• Task to complete:
Give the count of lines in the data that include the string "crate", with no added remarks.

-- Opening Marker --

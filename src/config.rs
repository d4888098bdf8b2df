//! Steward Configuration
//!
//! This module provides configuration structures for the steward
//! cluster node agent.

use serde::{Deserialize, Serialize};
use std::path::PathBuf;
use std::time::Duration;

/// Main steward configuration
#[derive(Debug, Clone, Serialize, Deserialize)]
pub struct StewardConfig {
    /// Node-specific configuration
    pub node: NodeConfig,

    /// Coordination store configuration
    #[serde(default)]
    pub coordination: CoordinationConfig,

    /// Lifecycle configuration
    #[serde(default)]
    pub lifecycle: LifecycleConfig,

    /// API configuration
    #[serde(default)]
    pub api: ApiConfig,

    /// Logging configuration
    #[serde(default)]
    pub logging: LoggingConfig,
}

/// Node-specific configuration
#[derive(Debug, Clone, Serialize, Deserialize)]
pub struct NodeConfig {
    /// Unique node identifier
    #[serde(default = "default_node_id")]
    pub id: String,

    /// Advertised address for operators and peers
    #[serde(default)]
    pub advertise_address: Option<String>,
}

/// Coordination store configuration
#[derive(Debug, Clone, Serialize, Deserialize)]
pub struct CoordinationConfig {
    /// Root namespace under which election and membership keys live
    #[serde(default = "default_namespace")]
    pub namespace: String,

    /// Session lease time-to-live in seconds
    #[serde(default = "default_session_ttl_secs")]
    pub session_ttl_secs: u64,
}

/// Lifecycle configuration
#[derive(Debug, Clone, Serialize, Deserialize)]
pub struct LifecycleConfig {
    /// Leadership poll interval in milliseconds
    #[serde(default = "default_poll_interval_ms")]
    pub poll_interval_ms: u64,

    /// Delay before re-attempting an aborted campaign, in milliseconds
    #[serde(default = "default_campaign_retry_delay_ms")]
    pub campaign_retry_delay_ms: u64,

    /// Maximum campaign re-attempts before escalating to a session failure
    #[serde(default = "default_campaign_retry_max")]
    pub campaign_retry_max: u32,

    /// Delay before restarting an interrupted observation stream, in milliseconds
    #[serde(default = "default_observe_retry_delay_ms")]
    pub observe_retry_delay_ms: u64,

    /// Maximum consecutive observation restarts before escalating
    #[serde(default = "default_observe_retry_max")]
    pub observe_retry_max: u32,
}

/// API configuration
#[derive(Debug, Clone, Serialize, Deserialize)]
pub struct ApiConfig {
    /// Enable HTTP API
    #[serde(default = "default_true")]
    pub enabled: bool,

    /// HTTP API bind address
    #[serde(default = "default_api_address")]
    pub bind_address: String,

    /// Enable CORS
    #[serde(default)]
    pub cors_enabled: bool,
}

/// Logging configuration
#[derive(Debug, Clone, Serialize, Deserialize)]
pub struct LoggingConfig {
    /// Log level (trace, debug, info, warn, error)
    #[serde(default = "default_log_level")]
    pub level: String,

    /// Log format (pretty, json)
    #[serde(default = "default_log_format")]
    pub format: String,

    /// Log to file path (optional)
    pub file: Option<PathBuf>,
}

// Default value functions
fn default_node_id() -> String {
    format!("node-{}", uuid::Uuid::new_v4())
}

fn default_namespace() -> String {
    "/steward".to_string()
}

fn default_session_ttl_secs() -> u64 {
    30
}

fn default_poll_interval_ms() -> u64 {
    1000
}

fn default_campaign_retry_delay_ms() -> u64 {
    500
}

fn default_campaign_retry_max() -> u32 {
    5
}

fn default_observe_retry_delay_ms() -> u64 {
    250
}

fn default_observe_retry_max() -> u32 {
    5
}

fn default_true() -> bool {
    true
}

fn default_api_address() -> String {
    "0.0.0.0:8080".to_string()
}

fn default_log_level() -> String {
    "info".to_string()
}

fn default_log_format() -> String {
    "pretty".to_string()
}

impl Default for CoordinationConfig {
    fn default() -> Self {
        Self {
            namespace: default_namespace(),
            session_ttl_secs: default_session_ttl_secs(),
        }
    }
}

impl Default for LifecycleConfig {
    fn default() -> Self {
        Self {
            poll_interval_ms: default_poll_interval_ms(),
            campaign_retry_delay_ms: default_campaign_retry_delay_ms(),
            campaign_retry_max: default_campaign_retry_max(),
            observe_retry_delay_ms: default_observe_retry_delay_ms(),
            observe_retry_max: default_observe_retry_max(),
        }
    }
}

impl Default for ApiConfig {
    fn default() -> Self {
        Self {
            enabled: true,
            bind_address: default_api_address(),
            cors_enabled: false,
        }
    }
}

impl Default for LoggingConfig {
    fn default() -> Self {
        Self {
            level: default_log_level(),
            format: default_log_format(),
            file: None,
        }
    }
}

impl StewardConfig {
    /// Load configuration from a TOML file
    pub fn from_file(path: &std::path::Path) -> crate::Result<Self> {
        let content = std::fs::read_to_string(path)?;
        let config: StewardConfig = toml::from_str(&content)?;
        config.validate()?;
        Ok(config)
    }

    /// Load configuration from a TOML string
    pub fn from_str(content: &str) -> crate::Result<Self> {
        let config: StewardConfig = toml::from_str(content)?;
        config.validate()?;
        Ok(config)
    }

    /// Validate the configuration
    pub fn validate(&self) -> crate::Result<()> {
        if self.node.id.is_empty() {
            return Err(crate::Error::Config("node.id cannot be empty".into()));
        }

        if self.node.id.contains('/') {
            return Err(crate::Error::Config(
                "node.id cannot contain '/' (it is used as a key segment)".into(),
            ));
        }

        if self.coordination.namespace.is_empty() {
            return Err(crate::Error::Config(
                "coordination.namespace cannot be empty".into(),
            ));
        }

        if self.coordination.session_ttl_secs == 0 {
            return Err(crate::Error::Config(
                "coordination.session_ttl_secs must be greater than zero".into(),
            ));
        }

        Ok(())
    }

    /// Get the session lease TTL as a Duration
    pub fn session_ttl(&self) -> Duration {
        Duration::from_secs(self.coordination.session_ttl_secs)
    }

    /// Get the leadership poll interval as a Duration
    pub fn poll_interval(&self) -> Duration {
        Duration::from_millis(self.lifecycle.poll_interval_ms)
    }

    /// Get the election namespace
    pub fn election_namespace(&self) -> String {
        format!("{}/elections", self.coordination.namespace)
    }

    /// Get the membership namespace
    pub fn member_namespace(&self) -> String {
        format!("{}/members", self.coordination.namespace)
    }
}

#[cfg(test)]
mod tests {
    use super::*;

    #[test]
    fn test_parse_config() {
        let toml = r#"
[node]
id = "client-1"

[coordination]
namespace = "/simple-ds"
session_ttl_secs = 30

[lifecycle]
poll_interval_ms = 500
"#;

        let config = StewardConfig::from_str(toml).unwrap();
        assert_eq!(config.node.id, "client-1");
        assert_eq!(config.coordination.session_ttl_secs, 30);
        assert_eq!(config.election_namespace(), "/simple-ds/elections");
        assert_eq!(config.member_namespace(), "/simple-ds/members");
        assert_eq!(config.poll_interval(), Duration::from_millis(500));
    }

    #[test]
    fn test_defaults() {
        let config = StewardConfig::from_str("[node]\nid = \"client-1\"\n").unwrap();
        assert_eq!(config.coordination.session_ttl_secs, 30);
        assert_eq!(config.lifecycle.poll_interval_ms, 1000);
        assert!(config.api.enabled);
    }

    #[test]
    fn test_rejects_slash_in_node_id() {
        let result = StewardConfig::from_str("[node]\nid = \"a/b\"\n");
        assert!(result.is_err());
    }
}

-- Closing Marker --

• Response for this exercise:
7